# [Your task]
For every entry, output the exact wording.

··· Data supplied

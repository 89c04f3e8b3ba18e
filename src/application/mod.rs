// SPDX-License-Identifier: MPL-2.0
//! Application layer: port definitions for dependency inversion.

pub mod port;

······

# [Completed task]
repository 89c04f3e8b3ba18e
filename src/application/mod.rs
// SPDX-License-Identifier: MPL-2.0
//! Application layer: port definitions for dependency inversion.

pub mod port;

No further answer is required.